What needs to be done: Scan the entries below line by line and state how many lines contain the string "keys", giving only the number.

'''

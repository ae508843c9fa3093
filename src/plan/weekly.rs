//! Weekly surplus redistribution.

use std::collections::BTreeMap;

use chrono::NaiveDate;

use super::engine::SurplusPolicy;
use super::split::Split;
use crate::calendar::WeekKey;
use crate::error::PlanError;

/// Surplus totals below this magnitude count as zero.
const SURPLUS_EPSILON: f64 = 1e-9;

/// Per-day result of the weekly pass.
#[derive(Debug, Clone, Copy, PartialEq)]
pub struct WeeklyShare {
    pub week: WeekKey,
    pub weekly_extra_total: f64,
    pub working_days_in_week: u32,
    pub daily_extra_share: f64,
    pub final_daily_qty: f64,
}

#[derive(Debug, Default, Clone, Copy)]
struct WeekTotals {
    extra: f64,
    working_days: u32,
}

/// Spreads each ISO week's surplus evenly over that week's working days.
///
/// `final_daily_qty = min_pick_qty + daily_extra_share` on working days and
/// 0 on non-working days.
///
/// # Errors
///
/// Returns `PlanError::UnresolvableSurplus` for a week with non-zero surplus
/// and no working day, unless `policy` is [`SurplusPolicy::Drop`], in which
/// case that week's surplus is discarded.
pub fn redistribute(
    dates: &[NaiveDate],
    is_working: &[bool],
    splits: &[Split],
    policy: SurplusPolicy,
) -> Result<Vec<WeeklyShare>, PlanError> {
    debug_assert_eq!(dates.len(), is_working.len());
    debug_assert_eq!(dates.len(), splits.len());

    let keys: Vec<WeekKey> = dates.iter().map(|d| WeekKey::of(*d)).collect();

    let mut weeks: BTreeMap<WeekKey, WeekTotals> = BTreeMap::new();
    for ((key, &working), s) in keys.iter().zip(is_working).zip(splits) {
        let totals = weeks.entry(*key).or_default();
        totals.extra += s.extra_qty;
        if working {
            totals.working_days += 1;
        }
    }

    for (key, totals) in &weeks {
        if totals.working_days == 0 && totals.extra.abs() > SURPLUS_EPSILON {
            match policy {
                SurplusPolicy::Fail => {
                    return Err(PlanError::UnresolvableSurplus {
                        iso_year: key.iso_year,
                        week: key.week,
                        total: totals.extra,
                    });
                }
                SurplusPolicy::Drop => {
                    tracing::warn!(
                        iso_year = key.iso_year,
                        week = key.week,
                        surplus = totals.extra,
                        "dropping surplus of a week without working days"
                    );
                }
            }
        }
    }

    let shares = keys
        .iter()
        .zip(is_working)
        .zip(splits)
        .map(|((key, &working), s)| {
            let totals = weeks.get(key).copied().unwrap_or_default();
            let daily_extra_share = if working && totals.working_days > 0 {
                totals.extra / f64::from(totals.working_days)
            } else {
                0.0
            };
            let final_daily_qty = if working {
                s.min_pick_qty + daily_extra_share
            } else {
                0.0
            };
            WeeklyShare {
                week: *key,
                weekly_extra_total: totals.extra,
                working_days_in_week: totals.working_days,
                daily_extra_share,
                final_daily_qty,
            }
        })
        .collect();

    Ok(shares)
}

'''

Worked solution: 3